The National Disaster Response Force rescuing citizens stuck in flash floods caused by Cyclone Michuang. Photo: @04NDRF/X

Cyclone Michuang triggers flash flooding along India’s southern coast; 5 lives lost so far

The warming oceans along with the El Nino phenomenon along with other two important oceanic phenomena, the Indian Ocean Dipole and Madden-Julian Oscillation, are also responsible for the rapid intensification of cyclones that is triggering the heavy rain

Cyclone Michuang over the Bay of Bengal has triggered torrential rain over North Tamil Nadu’s coastline and South Andhra Pradesh since Sunday. Flash flooding in Chennai has claimed five lives so far. 

The cyclone is now shifting further south towards Bapatla along the Andhra Pradesh coast, but according to the India Meteorological Department (IMD), the storm will weaken before making landfall because of its proximity to the coast. It is expected to shift in the north-east direction, parallel to the coast. Even though the cyclone is likely to weaken, moderate to heavy rainfall has been predicted over Andhra Pradesh, Telangana and Odisha over the next few days. The map below by IMD showcases the trajectory.

Timely, but not normal

Michuang is the sixth cyclonic storm to hit the Indian seas this year. While tropical storms in the Bay of Bengal are not unusual for this time of the year—December is peak season—the intensity of the rain that has been triggered by the cyclone is not normal. The reason for the severe intensity is warming oceans, which act as an energy source for these storms. According to scientists, it is not just the sea surface temperature, but also the volume of warm water in the ocean that is triggering the high intensity. 

The warming oceans along with the El Nino phenomenon along with other two important oceanic phenomena, the Indian Ocean Dipole and Madden-Julian Oscillation, are also responsible for the rapid intensification of cyclones that is triggering the heavy rain. 

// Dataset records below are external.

//! S3-compatible flat file source (the provider's bucket, or any mirror)

use super::source::{FlatFileSource, SourceStream};
use crate::config::S3Settings;
use crate::error::{PipelineError, Result};
use crate::types::FileKind;
use async_trait::async_trait;
use chrono::NaiveDate;
use object_store::aws::AmazonS3Builder;
use object_store::path::Path as ObjectPath;
use object_store::ObjectStore;
use std::io::Cursor;
use std::sync::Arc;

/// Reads `<bucket>/<object key>` through any `ObjectStore`
///
/// Built from `S3Settings` for the real bucket; tests hand in an in-memory
/// store with the same key layout.
pub struct S3FlatFiles {
    store: Arc<dyn ObjectStore>,
    endpoint: String,
    bucket: String,
}

impl S3FlatFiles {
    pub fn new(settings: &S3Settings) -> Result<Self> {
        let endpoint = settings.endpoint.trim_end_matches('/').to_string();
        let store = AmazonS3Builder::new()
            .with_endpoint(endpoint.clone())
            .with_bucket_name(settings.bucket.clone())
            .with_region(settings.region.clone())
            .with_access_key_id(settings.access_key.clone())
            .with_secret_access_key(settings.secret_key.clone())
            .with_allow_http(endpoint.starts_with("http://"))
            .build()
            .map_err(|e| PipelineError::Worker(format!("failed to build S3 client: {}", e)))?;

        Ok(Self {
            store: Arc::new(store),
            endpoint,
            bucket: settings.bucket.clone(),
        })
    }

    pub fn with_store(store: Arc<dyn ObjectStore>, endpoint: impl Into<String>, bucket: impl Into<String>) -> Self {
        Self {
            store,
            endpoint: endpoint.into().trim_end_matches('/').to_string(),
            bucket: bucket.into(),
        }
    }

    pub fn object_path(&self, date: NaiveDate, kind: FileKind) -> ObjectPath {
        ObjectPath::from(kind.object_key(date))
    }

    /// Path-style URL of the object, for logs and error messages
    pub fn object_url(&self, date: NaiveDate, kind: FileKind) -> String {
        format!("{}/{}/{}", self.endpoint, self.bucket, kind.object_key(date))
    }
}

#[async_trait]
impl FlatFileSource for S3FlatFiles {
    async fn open(&self, date: NaiveDate, kind: FileKind) -> Result<SourceStream> {
        let url = self.object_url(date, kind);
        log::info!("🪣 Fetching {}", url);

        let unavailable = |reason: String| PipelineError::SourceUnavailable { date, reason };

        let object = match self.store.get(&self.object_path(date, kind)).await {
            Ok(object) => object,
            Err(object_store::Error::NotFound { .. }) => {
                return Err(unavailable(format!("no such key: {}", url)));
            }
            Err(e) => {
                log::error!(
                    "❌ S3 request for {} failed (check POLYGON_S3_ACCESS_KEY/POLYGON_S3_SECRET_KEY and plan entitlements)",
                    url
                );
                return Err(unavailable(format!("S3 request failed for {}: {}", url, e)));
            }
        };

        let body = object
            .bytes()
            .await
            .map_err(|e| unavailable(format!("body read failed: {}", e)))?;

        log::info!("   └─ {} bytes compressed", body.len());
        Ok(Box::new(Cursor::new(body)))
    }

    fn describe(&self) -> String {
        format!("s3:{}/{}", self.endpoint, self.bucket)
    }
}

#[cfg(test)]
mod tests {
    use super::*;
    use object_store::memory::InMemory;
    use object_store::PutPayload;
    use std::io::Read;

    fn date() -> NaiveDate {
        NaiveDate::from_ymd_opt(2024, 3, 15).unwrap()
    }

    fn settings() -> S3Settings {
        S3Settings {
            endpoint: "https://files.polygon.io/".to_string(),
            bucket: "flatfiles".to_string(),
            region: "us-east-1".to_string(),
            access_key: "AKIDEXAMPLE".to_string(),
            secret_key: "wJalrXUtnFEMI".to_string(),
        }
    }

    #[test]
    fn test_object_key_and_url_layout() {
        let source = S3FlatFiles::new(&settings()).unwrap();

        assert_eq!(
            source.object_path(date(), FileKind::Trades).as_ref(),
            "us_stocks_sip/trades_v1/2024/03/2024-03-15.csv.gz"
        );
        assert_eq!(
            source.object_url(date(), FileKind::DayAggs),
            "https://files.polygon.io/flatfiles/us_stocks_sip/day_aggs_v1/2024/03/2024-03-15.csv.gz"
        );
        assert_eq!(source.describe(), "s3:https://files.polygon.io/flatfiles");
    }

    #[tokio::test]
    async fn test_reads_object_under_provider_key() {
        let store = Arc::new(InMemory::new());
        let key = ObjectPath::from(FileKind::DayAggs.object_key(date()));
        store.put(&key, PutPayload::from(b"payload".to_vec())).await.unwrap();
        let source = S3FlatFiles::with_store(store, "https://files.polygon.io", "flatfiles");

        let mut stream = source.open(date(), FileKind::DayAggs).await.unwrap();
        let mut buf = Vec::new();
        stream.read_to_end(&mut buf).unwrap();
        assert_eq!(buf, b"payload");
    }

    #[tokio::test]
    async fn test_missing_key_is_unavailable() {
        let source = S3FlatFiles::with_store(Arc::new(InMemory::new()), "https://files.polygon.io", "flatfiles");

        let err = match source.open(date(), FileKind::Trades).await {
            Ok(_) => panic!("expected missing key error"),
            Err(e) => e,
        };
        match &err {
            PipelineError::SourceUnavailable { reason, .. } => {
                assert!(reason.contains("no such key"));
                assert!(reason.contains("trades_v1/2024/03/2024-03-15.csv.gz"));
            }
            other => panic!("unexpected error: {:?}", other),
        }
        assert!(err.is_retryable());
    }
}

“Changes in ocean-cyclone interactions have emerged in recent decades in response to Indian Ocean warming and are to be closely monitored with improved observations since future climate projections demonstrate continued warming of the Indian Ocean at a rapid pace along with an increase in the intensity of cyclones in this basin,” said Dr Roxy Mathew Koll, climate scientist at the Indian Institute of Tropical Meteorology.

Loss and damage from cyclones in Indian Ocean

The Indian Ocean witnesses 5-6 cyclones in a year, The death toll from each is massive when compared to other regions. Cyclone Fani in 2019 led to damages worth $1.6 billion, and destroyed more than 500,000 homes in Odisha. Cyclone Amphan was yet another powerful cyclone that tore through West Bengal, causing damage of $13 billion to infrastructure and crops.